Data for analysis =
//! Plain-text test files: a header line `n capacity` followed by `n` lines
//! `weight value`.

use anyhow::{anyhow, Context, Result};
use knap_challenges::knapsack::Challenge;
use std::{fs, path::Path};

pub fn read_test_file(path: &Path) -> Result<Challenge> {
    let data = fs::read_to_string(path)
        .with_context(|| format!("Failed to read test file {}", path.display()))?;
    parse_test_data(&data).with_context(|| format!("Invalid test file {}", path.display()))
}

pub fn write_test_file(path: &Path, challenge: &Challenge) -> Result<()> {
    fs::write(path, format_test_data(challenge))
        .with_context(|| format!("Failed to write test file {}", path.display()))
}

pub fn parse_test_data(data: &str) -> Result<Challenge> {
    let mut lines = data.lines().enumerate();

    let (num_items, capacity) = match lines.next() {
        Some((_, header)) => parse_pair::<usize, u32>(header, 1)?,
        None => return Err(anyhow!("Missing header line 'n capacity'")),
    };

    let mut weights = Vec::new();
    let mut values = Vec::new();
    for (i, line) in lines.by_ref().take(num_items) {
        let (weight, value) = parse_pair::<u32, u32>(line, i + 1)?;
        weights.push(weight);
        values.push(value);
    }
    if weights.len() < num_items {
        return Err(anyhow!(
            "Expected {} items but found only {}",
            num_items,
            weights.len()
        ));
    }
    if let Some((i, _)) = lines.find(|(_, line)| !line.trim().is_empty()) {
        return Err(anyhow!("Line {}: unexpected data after the last item", i + 1));
    }

    Challenge::new(weights, values, capacity)
}

pub fn format_test_data(challenge: &Challenge) -> String {
    let mut data = format!("{} {}\n", challenge.num_items(), challenge.capacity());
    for (weight, value) in challenge.weights().iter().zip(challenge.values()) {
        data.push_str(&format!("{} {}\n", weight, value));
    }
    data
}

fn parse_pair<A, B>(line: &str, line_number: usize) -> Result<(A, B)>
where
    A: std::str::FromStr,
    B: std::str::FromStr,
{
    let tokens: Vec<&str> = line.split_whitespace().collect();
    if tokens.len() != 2 {
        return Err(anyhow!(
            "Line {}: expected 2 integers, found '{}'",
            line_number,
            line.trim()
        ));
    }
    let first = tokens[0]
        .parse::<A>()
        .map_err(|_| anyhow!("Line {}: '{}' is not a valid integer", line_number, tokens[0]))?;
    let second = tokens[1]
        .parse::<B>()
        .map_err(|_| anyhow!("Line {}: '{}' is not a valid integer", line_number, tokens[1]))?;
    Ok((first, second))
}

Problem = Restate each line above word for word.

Answer to the problem =
//! Plain-text test files: a header line `n capacity` followed by `n` lines
//! `weight value`.

use anyhow::{anyhow, Context, Result};
use knap_challenges::knapsack::Challenge;
use std::{fs, path::Path};

pub fn read_test_file(path: &Path) -> Result<Challenge> {
    let data = fs::read_to_string(path)
        .with_context(|| format!("Failed to read test file {}", path.display()))?;
    parse_test_data(&data).with_context(|| format!("Invalid test file {}", path.display()))
}

pub fn write_test_file(path: &Path, challenge: &Challenge) -> Result<()> {
    fs::write(path, format_test_data(challenge))
        .with_context(|| format!("Failed to write test file {}", path.display()))
}

pub fn parse_test_data(data: &str) -> Result<Challenge> {
    let mut lines = data.lines().enumerate();

    let (num_items, capacity) = match lines.next() {
        Some((_, header)) => parse_pair::<usize, u32>(header, 1)?,
        None => return Err(anyhow!("Missing header line 'n capacity'")),
    };

    let mut weights = Vec::new();
    let mut values = Vec::new();
    for (i, line) in lines.by_ref().take(num_items) {
        let (weight, value) = parse_pair::<u32, u32>(line, i + 1)?;
        weights.push(weight);
        values.push(value);
    }
    if weights.len() < num_items {
        return Err(anyhow!(
            "Expected {} items but found only {}",
            num_items,
            weights.len()
        ));
    }
    if let Some((i, _)) = lines.find(|(_, line)| !line.trim().is_empty()) {
        return Err(anyhow!("Line {}: unexpected data after the last item", i + 1));
    }

    Challenge::new(weights, values, capacity)
}

pub fn format_test_data(challenge: &Challenge) -> String {
    let mut data = format!("{} {}\n", challenge.num_items(), challenge.capacity());
    for (weight, value) in challenge.weights().iter().zip(challenge.values()) {
        data.push_str(&format!("{} {}\n", weight, value));
    }
    data
}

fn parse_pair<A, B>(line: &str, line_number: usize) -> Result<(A, B)>
where
    A: std::str::FromStr,
    B: std::str::FromStr,
{
    let tokens: Vec<&str> = line.split_whitespace().collect();
    if tokens.len() != 2 {
        return Err(anyhow!(
            "Line {}: expected 2 integers, found '{}'",
            line_number,
            line.trim()
        ));
    }
    let first = tokens[0]
        .parse::<A>()
        .map_err(|_| anyhow!("Line {}: '{}' is not a valid integer", line_number, tokens[0]))?;
    let second = tokens[1]
        .parse::<B>()
        .map_err(|_| anyhow!("Line {}: '{}' is not a valid integer", line_number, tokens[1]))?;
    Ok((first, second))
}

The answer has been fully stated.